As an utility for wrapping scientific software in Web services, the Tav4SB project enters premises of projects such as Soaplab2  and Opal2 [18, 19]. The main difference is that the support for the physical scattering of computational tools is an integral part of the Tav4SB server. Moreover, Tav4SB server easily allows for a direct connection with legacy code. If necessary, the Java Native Interface (JNI)  can be used to connect with the platform-specific libraries written, for instance in C, C++, or Fortran. However, in the current state of the project, all that comes at a cost of moderate programming skills required from a user of the Tav4SB server, when compared to Soaplab2 and Opal2 strategy with the custom configuration file languages. Please note however that these languages need to be learned and they pose an easier approach for the user only to a limited extend. Also note that, as a minimalist solution with the stateless Web service interface, the Tav4SB server doesn’t comply with the standards of an open, stateful grid services architecture (cf. Web Services Resource Framework ), which the most prominent representative is Globus Toolkit , a full-fledged grid environment.
We have chosen the popular Systems Biology Markup Language (SBML) , an XML-based data format, to represent kinetic models of biological systems. Due to the wide range of dedicated software and due to the support by models repositories like BioModels , SBML can be used without a detailed knowledge of the language specification.
Client communicates with the server side via WS operations, using Simple Object Access Protocol (SOAP) . These operations represent the workflow’s remote processors.
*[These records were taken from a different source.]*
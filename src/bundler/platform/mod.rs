//! External collaborators driven by the pipeline.
//!
//! - `python` - Environment provisioning
//! - `freezer` - PyInstaller invocation
//! - `macos` - Signing, disk images, notarization and inspection

pub mod freezer;
pub mod macos;
pub mod python;
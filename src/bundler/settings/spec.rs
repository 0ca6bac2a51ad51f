//! Declarative description of the program being frozen.

use std::path::PathBuf;

/// One resource embedded into the frozen bundle.
///
/// `source` is relative to the workspace root; `destination` is a directory
/// inside the bundle's resource tree (`.` for its root).
#[derive(Clone, Debug, Eq, PartialEq, serde::Deserialize)]
pub struct ResourceMapping {
    pub source: PathBuf,
    pub destination: String,
}

/// Immutable build description shared by both architectures.
///
/// Loaded once from the `[app]` table of `release.toml` together with the
/// version file, and never mutated afterwards.
#[derive(Clone, Debug)]
pub struct BuildSpecification {
    /// Application name; the freezer emits `<app_name>.app`.
    pub app_name: String,

    /// Entry script, relative to the workspace.
    pub entry_point: PathBuf,

    /// Data files and directories to embed.
    pub resources: Vec<ResourceMapping>,

    /// Modules loaded dynamically that the freezer cannot discover.
    pub hidden_imports: Vec<String>,

    /// CFBundleIdentifier.
    pub bundle_identifier: String,

    /// Optional `.icns` icon, relative to the workspace.
    pub icon: Option<PathBuf>,

    /// LSMinimumSystemVersion.
    pub minimum_system_version: String,

    /// Version stamped into bundle metadata.
    pub version: semver::Version,
}

impl BuildSpecification {
    /// Name of the bundle the freezer emits, independent of architecture.
    pub fn frozen_bundle_name(&self) -> String {
        format!("{}.app", self.app_name)
    }
}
Their signatures are defined in a Web Service Definition Language (WSDL)  file. We employed a “WSDL first” approach: the WSDL file was manually written (in a document/literal style).
Java Web service classes were automatically generated from the WSDL file.
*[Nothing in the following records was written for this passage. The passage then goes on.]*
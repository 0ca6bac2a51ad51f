//! External tool availability.
//!
//! Checked once before a pipeline runs so a missing tool is reported up
//! front instead of halfway through a long build. Absence is only a warning:
//! the step that needs the tool still fails with its own diagnostic.

use super::graph::Step;
use crate::bundler::{Arch, Settings};
use std::collections::BTreeSet;

/// Programs the given steps will invoke, with the step kind needing them.
pub fn required_tools(settings: &Settings, steps: &[Step]) -> BTreeSet<(String, &'static str)> {
    let tools = settings.tools();
    let mut required = BTreeSet::new();

    for step in steps {
        match step {
            Step::Provision(arch) => {
                required.insert((tools.arch.clone(), "provision"));
                required.insert((settings.interpreter(*arch), "provision"));
            }
            Step::Freeze(_) => {
                required.insert((tools.arch.clone(), "freeze"));
            }
            Step::Sign(_) => {
                required.insert((tools.codesign.clone(), "sign"));
            }
            Step::CheckSignature(_) => {
                required.insert((tools.codesign.clone(), "verify"));
                required.insert((tools.spctl.clone(), "verify"));
            }
            Step::Package(_) => {
                required.insert((tools.hdiutil.clone(), "package"));
            }
            Step::Notarize(_) | Step::Staple(_) => {
                required.insert((tools.xcrun.clone(), "notarize"));
            }
            Step::Launch(arch) => {
                required.insert((tools.open.clone(), "launch"));
                if *arch == Arch::X86_64 {
                    required.insert((tools.arch.clone(), "launch"));
                }
            }
            Step::Clean => {
                required.insert((tools.hdiutil.clone(), "clean"));
            }
            Step::CleanEnvironments | Step::Inspect | Step::WriteManifest => {}
        }
    }

    required
}

/// Tools among `required_tools` that cannot be found, each logged as a warning.
pub fn missing_tools(settings: &Settings, steps: &[Step]) -> Vec<String> {
    let mut missing = Vec::new();

    for (program, purpose) in required_tools(settings, steps) {
        match which::which(&program) {
            Ok(path) => log::debug!("Found {program} at {}", path.display()),
            Err(e) => {
                // hdiutil is only needed by clean when a volume is still mounted.
                if purpose == "clean" {
                    log::debug!("{program} not found ({e}); stale volumes cannot be detached");
                    continue;
                }
                log::warn!("{program} not found ({e}); {purpose} steps will fail");
                missing.push(program);
            }
        }
    }

    missing
}

#[cfg(test)]
mod tests {
    use super::*;
    use crate::bundler::{SettingsBuilder, ToolSettings, test_spec};

    #[test]
    fn verify_needs_codesign_and_spctl_only() {
        let settings = SettingsBuilder::new()
            .workspace("/work")
            .spec(test_spec("PsydeKick"))
            .build()
            .unwrap();
        let tools = required_tools(&settings, &[Step::CheckSignature(Arch::Arm64), Step::Inspect]);
        let names: Vec<&str> = tools.iter().map(|(p, _)| p.as_str()).collect();
        assert_eq!(names, vec!["codesign", "spctl"]);
    }

    #[test]
    fn unknown_program_is_reported_missing() {
        let settings = SettingsBuilder::new()
            .workspace("/work")
            .spec(test_spec("PsydeKick"))
            .tools(ToolSettings {
                hdiutil: "definitely-not-a-real-hdiutil-7f3a".into(),
                ..ToolSettings::default()
            })
            .build()
            .unwrap();
        let missing = missing_tools(&settings, &[Step::Package(Arch::X86_64)]);
        assert_eq!(missing, vec!["definitely-not-a-real-hdiutil-7f3a".to_string()]);
    }
}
The WSDL file is hosted by the Apache Tomcat servlet container. It acts as a proxy between the client and the computational part of the server. A Web service operation call is translated into a Java Message Service (JMS)  messages. JMS Application Programming Interface (API) allows Java applications to create, send, receive, and read messages. It is a part of the Java Platform, Enterprise Edition (JEE) standards. In our system, JMS messages represent computational tasks, and their results. One operation call can be translated into multiple tasks, enabling seamless, tool-specific parallelization of a submitted job.
Computational cluster management modules are written in Java using the Apache ActiveMQ implementation of the JMS standard. These modules are deployed as the Java Archive (JAR) files. The JMS messages are sent over TCP/IP, which basically makes modules independent of their physical location.
New tasks, created by the Web server module, are added to the tasks queue. At this point tasks are assigned to any available worker of a compatible type. Results are collected in a temporary queue, exclusive for a single WS operation call. Long-running tasks use an asynchronous call registry. In such case, direct (synchronous) response to the WS operation call is merely a message reporting the start of computations. The computed results are collected in a dedicated queue and, when completed, sent to a caller by email (using the JavaMail package).
Worker translates both a JMS task message into running computational processes and results of these processes back into a JMS result message. Each worker supports a specific type of computation and can communicate with an actual computational tool differently. Currently we implemented three types of workers: Mathematica worker which communicates with Mathematica via J/Link library, PRISM and odeSolver workers which communicate with, respectively, PRISM and SOSlib via a command-line interpreter (shell).
We constructed a set of exemplary workflows. Their main purpose is to demonstrate how Tav4SB WS operations can be used by the Taverna Workbench client. There are two kinds of workflows: Tav4SB WS operation wrappers and in silico experiments.
Wrapper workflows illustrate a direct usage of Tav4SB operations in Taverna. Their purpose is to be re-used as nested workflows — building blocks of experiments described below. Additionally, we built a number of helper Taverna processors, used for interacting with XML-formatted inputs and outputs of WS operations.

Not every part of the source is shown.